Bob illegally entered the site using my password in his bid to make me
appear foolish, and for this trangression, has been denied visiting rights
to the dungeon in which many of our shows happen with Annie Sprinkle and her
collective of ex-porn stars seeking to whip God into the audience members
who attend the sell out recitals of Concrete Bob and i have been mixing now
for, it must be seven years now Bob, is that right?
Bob was just being silly, so please do not hold it against him, as we all
kno0w Facebook is very useful and not rubbish, that social networking sites
are ideal dumping sites for the Concrete Bob has been banging on about
since, what was that Bob, sorry, sorry Bob..look Bob, we do not want to hear
ab out it, please stop making it up your not going to be the failure, that's
my job you sad git, yr a success Bob, that is why i love you for being you
Bob and not gee, so just calm down please i am trying to speak to your fans..
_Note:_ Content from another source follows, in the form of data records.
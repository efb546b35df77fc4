//! Publish gateway
//!
//! Sends messages over the live connection, or parks them in a bounded FIFO
//! queue while there is none. After a reconnect the queue is flushed in
//! enqueue order before new publishes go straight to the broker again.
//!
//! Nothing queued is lost silently: entries that age out, entries left
//! behind by a failed flush, and entries discarded on close are all handed
//! to the `FailureHandler`.

use std::collections::VecDeque;
use std::sync::Arc;
use std::time::Duration;

use async_trait::async_trait;
use tokio::sync::Mutex;
use tokio::time::Instant;
use tracing::{debug, info, warn};

use super::supervisor::ConnectionObserver;
use crate::message::{Headers, Message};
use crate::transport::Connection;
use crate::utils::error::{ClientError, TransportError};

/// Outcome of a successful `publish`.
#[derive(Debug, Clone, Copy, PartialEq, Eq)]
pub enum PublishStatus {
    /// Accepted by the transport
    Delivered,
    /// Parked until the next reconnect
    Queued,
}

/// A data-loss risk reported through the failure handler.
#[derive(Debug, Clone, PartialEq)]
pub enum PublishFailure {
    /// Dropped from the queue after exceeding the maximum age
    Expired {
        topic: String,
        message: Message,
        age: Duration,
    },
    /// A flush stopped at this entry; it and `remaining - 1` others stay queued
    FlushInterrupted {
        topic: String,
        reason: String,
        remaining: usize,
    },
    /// Still queued when the client was closed
    Discarded { topic: String, message: Message },
}

pub type FailureHandler = Arc<dyn Fn(PublishFailure) + Send + Sync>;

/// Logs each failure at `warn`.
pub fn log_failures() -> FailureHandler {
    Arc::new(|failure| match failure {
        PublishFailure::Expired { topic, age, .. } => {
            warn!("Dropped queued message for {} after {:?}", topic, age)
        }
        PublishFailure::FlushInterrupted {
            topic,
            reason,
            remaining,
        } => warn!(
            "Flush stopped at message for {}: {} ({} still queued)",
            topic, reason, remaining
        ),
        PublishFailure::Discarded { topic, .. } => {
            warn!("Discarded queued message for {} on close", topic)
        }
    })
}

#[derive(Debug, Clone, PartialEq)]
pub struct QueuePolicy {
    pub max_entries: usize,
    pub max_age: Duration,
}

impl Default for QueuePolicy {
    fn default() -> Self {
        Self {
            max_entries: 1000,
            max_age: Duration::from_secs(300),
        }
    }
}

#[derive(Debug, Clone)]
struct PendingPublish {
    id: u64,
    topic: String,
    message: Message,
    enqueued_at: Instant,
}

#[derive(Default)]
struct GatewayState {
    queue: VecDeque<PendingPublish>,
    connection: Option<Arc<dyn Connection>>,
    next_id: u64,
    // set by discard_all; nothing may be queued afterwards
    closed: bool,
}

impl GatewayState {
    fn purge_expired(&mut self, max_age: Duration) -> Vec<PublishFailure> {
        let now = Instant::now();
        let mut expired = Vec::new();
        self.queue.retain(|p| {
            let age = now.duration_since(p.enqueued_at);
            if age > max_age {
                expired.push(PublishFailure::Expired {
                    topic: p.topic.clone(),
                    message: p.message.clone(),
                    age,
                });
                false
            } else {
                true
            }
        });
        expired
    }

    fn remove(&mut self, id: u64) {
        if let Some(pos) = self.queue.iter().position(|p| p.id == id) {
            self.queue.remove(pos);
        }
    }
}

pub struct PublishGateway {
    policy: QueuePolicy,
    state: Mutex<GatewayState>,
    on_failure: FailureHandler,
}

impl PublishGateway {
    pub fn new(policy: QueuePolicy, on_failure: FailureHandler) -> Self {
        Self {
            policy,
            state: Mutex::new(GatewayState::default()),
            on_failure,
        }
    }

    fn report(&self, failures: Vec<PublishFailure>) {
        for failure in failures {
            (self.on_failure)(failure);
        }
    }

    /// Sends now when connected, otherwise queues. `headers` are merged over
    /// the message's own headers.
    pub async fn publish(
        &self,
        topic: &str,
        mut message: Message,
        headers: Headers,
    ) -> Result<PublishStatus, ClientError> {
        message.merge_headers(headers);

        let mut state = self.state.lock().await;
        if state.closed {
            return Err(ClientError::Closed);
        }
        if let Some(connection) = state.connection.clone() {
            drop(state);
            debug!(
                "Sending {} message to {}: {}",
                message.message_type(),
                topic,
                message.payload_text()
            );
            connection
                .send(topic, &message)
                .await
                .map_err(|e| ClientError::Send {
                    topic: topic.to_string(),
                    reason: e.to_string(),
                })?;
            return Ok(PublishStatus::Delivered);
        }

        let expired = state.purge_expired(self.policy.max_age);
        let result = if state.queue.len() >= self.policy.max_entries {
            Err(ClientError::QueueFull {
                capacity: self.policy.max_entries,
            })
        } else {
            let id = state.next_id;
            state.next_id += 1;
            state.queue.push_back(PendingPublish {
                id,
                topic: topic.to_string(),
                message,
                enqueued_at: Instant::now(),
            });
            debug!("Queued message for {} ({} pending)", topic, state.queue.len());
            Ok(PublishStatus::Queued)
        };
        drop(state);

        self.report(expired);
        result
    }

    /// Sends queued entries oldest first, then switches to direct sending.
    /// An entry leaves the queue only once the transport accepted it, so a
    /// flush that is cancelled or fails leaves it at the head. On failure the
    /// error is returned.
    pub async fn flush(&self, connection: &Arc<dyn Connection>) -> Result<usize, TransportError> {
        let mut flushed = 0;
        loop {
            let (next, expired) = {
                let mut state = self.state.lock().await;
                if state.closed {
                    return Err(TransportError::Closed);
                }
                let expired = state.purge_expired(self.policy.max_age);
                let next = state
                    .queue
                    .front()
                    .map(|p| (p.id, p.topic.clone(), p.message.clone()));
                if next.is_none() {
                    state.connection = Some(Arc::clone(connection));
                }
                (next, expired)
            };
            self.report(expired);

            let Some((id, topic, message)) = next else {
                return Ok(flushed);
            };

            if let Err(e) = connection.send(&topic, &message).await {
                let remaining = self.state.lock().await.queue.len();
                self.report(vec![PublishFailure::FlushInterrupted {
                    topic,
                    reason: e.to_string(),
                    remaining,
                }]);
                return Err(e);
            }
            self.state.lock().await.remove(id);
            flushed += 1;
        }
    }

    /// Needs a live connection; reads are not queued.
    pub async fn list_destinations(&self) -> Result<Vec<String>, ClientError> {
        let connection = self.state.lock().await.connection.clone();
        let Some(connection) = connection else {
            return Err(ClientError::NotConnected);
        };
        Ok(connection.list_destinations().await?)
    }

    pub async fn detach(&self) {
        self.state.lock().await.connection = None;
    }

    /// Empties the queue, reporting every entry as discarded. Later
    /// publishes fail with `ClientError::Closed`.
    pub async fn discard_all(&self) {
        let drained: Vec<PendingPublish> = {
            let mut state = self.state.lock().await;
            state.closed = true;
            state.connection = None;
            state.queue.drain(..).collect()
        };
        self.report(
            drained
                .into_iter()
                .map(|p| PublishFailure::Discarded {
                    topic: p.topic,
                    message: p.message,
                })
                .collect(),
        );
    }

    pub async fn queued_len(&self) -> usize {
        self.state.lock().await.queue.len()
    }
}

#[async_trait]
impl ConnectionObserver for PublishGateway {
    async fn on_reconnected(&self, connection: &Arc<dyn Connection>) -> Result<(), TransportError> {
        let flushed = self.flush(connection).await?;
        if flushed > 0 {
            info!("Flushed {} queued messages", flushed);
        }
        Ok(())
    }

    async fn on_disconnected(&self) {
        self.detach().await;
    }
}
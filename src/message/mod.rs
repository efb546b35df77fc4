//! Message definitions
//!
//! `Message` is what callers publish and what listeners receive. It carries
//! one of three payload kinds, mirroring the text, map and bytes messages of
//! JMS-style brokers, plus string headers that travel with it.

use std::collections::BTreeMap;
use std::fmt;
use std::str::FromStr;

use serde::{Deserialize, Serialize};
use serde_json::{Map, Value};

/// String headers attached to a message, ordered by key.
pub type Headers = BTreeMap<String, String>;

#[derive(Debug, Clone, PartialEq, Serialize, Deserialize)]
#[serde(tag = "type", content = "value", rename_all = "lowercase")]
pub enum Payload {
    Text(String),
    Map(Map<String, Value>),
    Bytes(Vec<u8>),
}

#[derive(Debug, Clone, Copy, PartialEq, Eq, Hash)]
pub enum MessageType {
    Text,
    Map,
    Bytes,
}

impl fmt::Display for MessageType {
    fn fmt(&self, f: &mut fmt::Formatter<'_>) -> fmt::Result {
        let name = match self {
            MessageType::Text => "TEXT",
            MessageType::Map => "MAP",
            MessageType::Bytes => "BYTES",
        };
        f.write_str(name)
    }
}

impl FromStr for MessageType {
    type Err = String;

    /// Case-insensitive; a blank name means `Text`.
    fn from_str(s: &str) -> Result<Self, Self::Err> {
        match s.trim().to_ascii_uppercase().as_str() {
            "" | "TEXT" => Ok(MessageType::Text),
            "MAP" => Ok(MessageType::Map),
            "BYTES" => Ok(MessageType::Bytes),
            other => Err(format!("unknown message type: {other}")),
        }
    }
}

#[derive(Debug, Clone, PartialEq, Serialize, Deserialize)]
pub struct Message {
    pub payload: Payload,
    #[serde(default)]
    pub headers: Headers,
}

impl Message {
    pub fn new(payload: Payload) -> Self {
        Self {
            payload,
            headers: Headers::new(),
        }
    }

    pub fn text(body: impl Into<String>) -> Self {
        Self::new(Payload::Text(body.into()))
    }

    pub fn map(entries: Map<String, Value>) -> Self {
        Self::new(Payload::Map(entries))
    }

    pub fn bytes(body: impl Into<Vec<u8>>) -> Self {
        Self::new(Payload::Bytes(body.into()))
    }

    /// Adds or replaces a header. Blank keys are ignored.
    pub fn with_header(mut self, key: impl Into<String>, value: impl Into<String>) -> Self {
        let key = key.into();
        if !key.trim().is_empty() {
            self.headers.insert(key, value.into());
        }
        self
    }

    /// Merges `headers` over the ones already present. Blank keys are ignored.
    pub fn merge_headers(&mut self, headers: Headers) {
        for (key, value) in headers {
            if !key.trim().is_empty() {
                self.headers.insert(key, value);
            }
        }
    }

    pub fn message_type(&self) -> MessageType {
        match self.payload {
            Payload::Text(_) => MessageType::Text,
            Payload::Map(_) => MessageType::Map,
            Payload::Bytes(_) => MessageType::Bytes,
        }
    }

    /// Human readable rendering of the payload, used for logging.
    pub fn payload_text(&self) -> String {
        match &self.payload {
            Payload::Text(text) => text.clone(),
            Payload::Map(map) => Value::Object(map.clone()).to_string(),
            Payload::Bytes(bytes) => String::from_utf8_lossy(bytes).into_owned(),
        }
    }
}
I have joined face-book but under a psuedonym, as i didn't fancy anyone
coming on to me, as after i got myspace and spent a few days absorbed by
that, uploaded a few recordings and what not, i felt that some natural end
of the online chase had occured. and then when F book appeared and everyone
raved about it, insitinctively thought, they've all gone bonkers, and
playing a game with myself, being a failure-as-success kinda div, like
bernie explains, and bernie is the top geezer in langpo innit? so, fail to
succeed, embrace it, reach Kavanagh's final simplicity of uncaring if we
appear foolish, just like arty types are supposed to do, be open to idiots
online gurning type of carry on..
...so i stayed away, but one of my sisters joined and told me all about it,
that there was a lot of photo sharing and not much chat, and when i went in
under the radar with an old e mail, straight away, some sad successful git,
had zinged an offer to be a mate, and trawling through the lists of people,
thought it was myspace, lots of pretend friends and really, myspace has it
all anyway now, vids, pics, text, Face book i thought, why bother, but only
bvecause i have 202 freinds on myspace, which is 15 more than an hour ago,
as a by product of Bob's attempt to paint me as a talentless unwell mind,
was that 11 of Annie Sprinkles fans, came and asked to be my friend, and i
am currently reviewing their applications, carefully considering how i will
progress with these very important decisions.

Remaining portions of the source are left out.